If you notice that your child is exhibiting signs of anxiety, you may try to alleviate the stress they’re feeling by getting your child into a routine and speaking with them about their day.  Perhaps they’re worried about a class bully; if that’s the case, tell them they can come to you at anytime or talk to teachers when bullying occurs.

Make sure your child gets a physical examination at some point toward the beginning of the school year if they haven’t already.  Such a test should reveal vision or hearing troubles that are important to correct early on.  And should your child suffer from some other type of medical issue, you can speak with a doctor to learn the proper medication regimen.  From there, you can talk with the school to make sure there’s an official who knows about your child’s condition and can react if an emergency takes place.  That could mean an appropriate response during an asthma attack or some type of allergic reaction, either of which could endanger a child if not addressed immediately.

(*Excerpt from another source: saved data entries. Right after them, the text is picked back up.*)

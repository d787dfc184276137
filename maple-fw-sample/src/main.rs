// SPDX-License-Identifier: MIT
// Copyright (c) 2026 ADNT Sarl <info@adnt.io>

//! Sample application for the maple bootloader.
//!
//! Blinks the LED and offers a small USB serial console. Holding the button
//! on GP3, or typing `bootload`, reboots into the loader and keeps it there
//! until a new image is uploaded.

#![no_std]
#![no_main]

use defmt_rtt as _;
use embedded_hal::digital::{InputPin, OutputPin, StatefulOutputPin};
use maple_common::flag;
use maple_common::{Cadence, Polarity};
use panic_probe as _;
use rp2040_hal as hal;
use rp2040_hal::usb::UsbBus;
use usb_device::class_prelude::UsbBusAllocator;
use usb_device::prelude::*;
use usbd_serial::SerialPort;

defmt::timestamp!("{=u64:us}", { 0 });

use cortex_m_rt::entry;

const USB_PID_APP: u16 = 0x000B;
const HEARTBEAT_US: u64 = 500_000;

/// Static storage for UsbBusAllocator (required by usb-device for 'static lifetime).
static mut USB_BUS: Option<UsbBusAllocator<UsbBus>> = None;

enum Action {
    None,
    Bootload,
    Reboot,
}

fn process_command(line: &str, serial: &mut SerialPort<UsbBus>) -> Action {
    match line.trim() {
        "help" | "?" => {
            let _ = serial.write(b"Available commands:\r\n");
            let _ = serial.write(b"  help     - Show this help\r\n");
            let _ = serial.write(b"  bootload - Reboot and stay in the bootloader\r\n");
            let _ = serial.write(b"  reboot   - Reboot normally\r\n");
            Action::None
        }
        "bootload" => {
            let _ = serial.write(b"Rebooting to bootloader...\r\n");
            Action::Bootload
        }
        "reboot" => {
            let _ = serial.write(b"Rebooting...\r\n");
            Action::Reboot
        }
        "" => Action::None,
        _ => {
            let _ = serial.write(b"Unknown command. Type 'help' for available commands.\r\n");
            Action::None
        }
    }
}

#[entry]
fn main() -> ! {
    defmt::println!("Application started");

    let mut pac = unsafe { hal::pac::Peripherals::steal() };

    let mut watchdog = hal::Watchdog::new(pac.WATCHDOG);
    let Ok(clocks) = hal::clocks::init_clocks_and_plls(
        12_000_000u32,
        pac.XOSC,
        pac.CLOCKS,
        pac.PLL_SYS,
        pac.PLL_USB,
        &mut pac.RESETS,
        &mut watchdog,
    ) else {
        flag::reboot();
    };

    let mut timer = hal::Timer::new(pac.TIMER, &mut pac.RESETS, &clocks);
    let sio = hal::Sio::new(pac.SIO);
    let pins = hal::gpio::Pins::new(
        pac.IO_BANK0,
        pac.PADS_BANK0,
        sio.gpio_bank0,
        &mut pac.RESETS,
    );

    let mut led_pin = pins.gpio25.into_push_pull_output();
    let mut button = pins.gpio3.into_pull_up_input();

    // Signal that the handoff worked
    maple_common::strobe(&mut led_pin, &mut timer, 3, Cadence::Fast, Polarity::ActiveHigh);

    let usb_bus = unsafe {
        USB_BUS = Some(UsbBusAllocator::new(UsbBus::new(
            pac.USBCTRL_REGS,
            pac.USBCTRL_DPRAM,
            clocks.usb_clock,
            true,
            &mut pac.RESETS,
        )));
        match (*core::ptr::addr_of!(USB_BUS)).as_ref() {
            Some(bus) => bus,
            None => flag::reboot(),
        }
    };

    let mut serial = SerialPort::new(usb_bus);
    let Ok(builder) = UsbDeviceBuilder::new(
        usb_bus,
        UsbVidPid(maple_common::layout::USB_VID, USB_PID_APP),
    )
    .strings(&[StringDescriptors::default()
        .manufacturer("ADNT")
        .product("Maple Sample Firmware")
        .serial_number("FW001")]) else {
        flag::reboot();
    };
    let mut usb_dev = builder.device_class(usbd_serial::USB_CLASS_CDC).build();

    defmt::println!("USB CDC initialized, type 'help' on the console");

    let mut cmd_buf = [0u8; 64];
    let mut cmd_pos = 0usize;
    let mut last_toggle = timer.get_counter();

    loop {
        usb_dev.poll(&mut [&mut serial]);

        if button.is_low().unwrap_or(false) {
            defmt::println!("Button held, rebooting to bootloader");
            flag::reboot_to_bootloader();
        }

        let mut buf = [0u8; 64];
        if let Ok(count) = serial.read(&mut buf) {
            for &byte in &buf[..count] {
                let _ = serial.write(&[byte]);

                if byte == b'\r' || byte == b'\n' {
                    let _ = serial.write(b"\r\n");
                    if cmd_pos == 0 {
                        continue;
                    }

                    let action = match core::str::from_utf8(&cmd_buf[..cmd_pos]) {
                        Ok(line) => process_command(line, &mut serial),
                        Err(_) => Action::None,
                    };
                    cmd_pos = 0;

                    if !matches!(action, Action::None) {
                        // Let the reply reach the host
                        for _ in 0..100 {
                            usb_dev.poll(&mut [&mut serial]);
                            cortex_m::asm::delay(10_000);
                        }
                    }
                    match action {
                        Action::Bootload => flag::reboot_to_bootloader(),
                        Action::Reboot => flag::reboot(),
                        Action::None => {}
                    }
                } else if byte == 0x7F || byte == 0x08 {
                    if cmd_pos > 0 {
                        cmd_pos -= 1;
                        let _ = serial.write(b"\x08 \x08");
                    }
                } else if cmd_pos < cmd_buf.len() {
                    cmd_buf[cmd_pos] = byte;
                    cmd_pos += 1;
                }
            }
        }

        let now = timer.get_counter();
        if (now - last_toggle).to_micros() >= HEARTBEAT_US {
            last_toggle = now;
            if led_pin.is_set_high().unwrap_or(false) {
                led_pin.set_low().ok();
            } else {
                led_pin.set_high().ok();
            }
        }
    }
}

Safety should also extend to outside the classroom when children head out for recess.  Playground injuries are perhaps the most common form of injury to take place at an elementary school, and students should be encouraged to play on the various pieces of equipment in the manner they were designed for.  Stressing the right way to approach playground equipment over the summer and at home can help encourage the right behavior at school.  If you have concerns, you might bring them up with a teacher or school official.

Finally, protect your children by keeping your kids up to date with vaccinations appropriate for their age demographic.  A doctor should be able to advise you on what those would be so that your child isn’t endangered by other children who may be carrying some type of virus.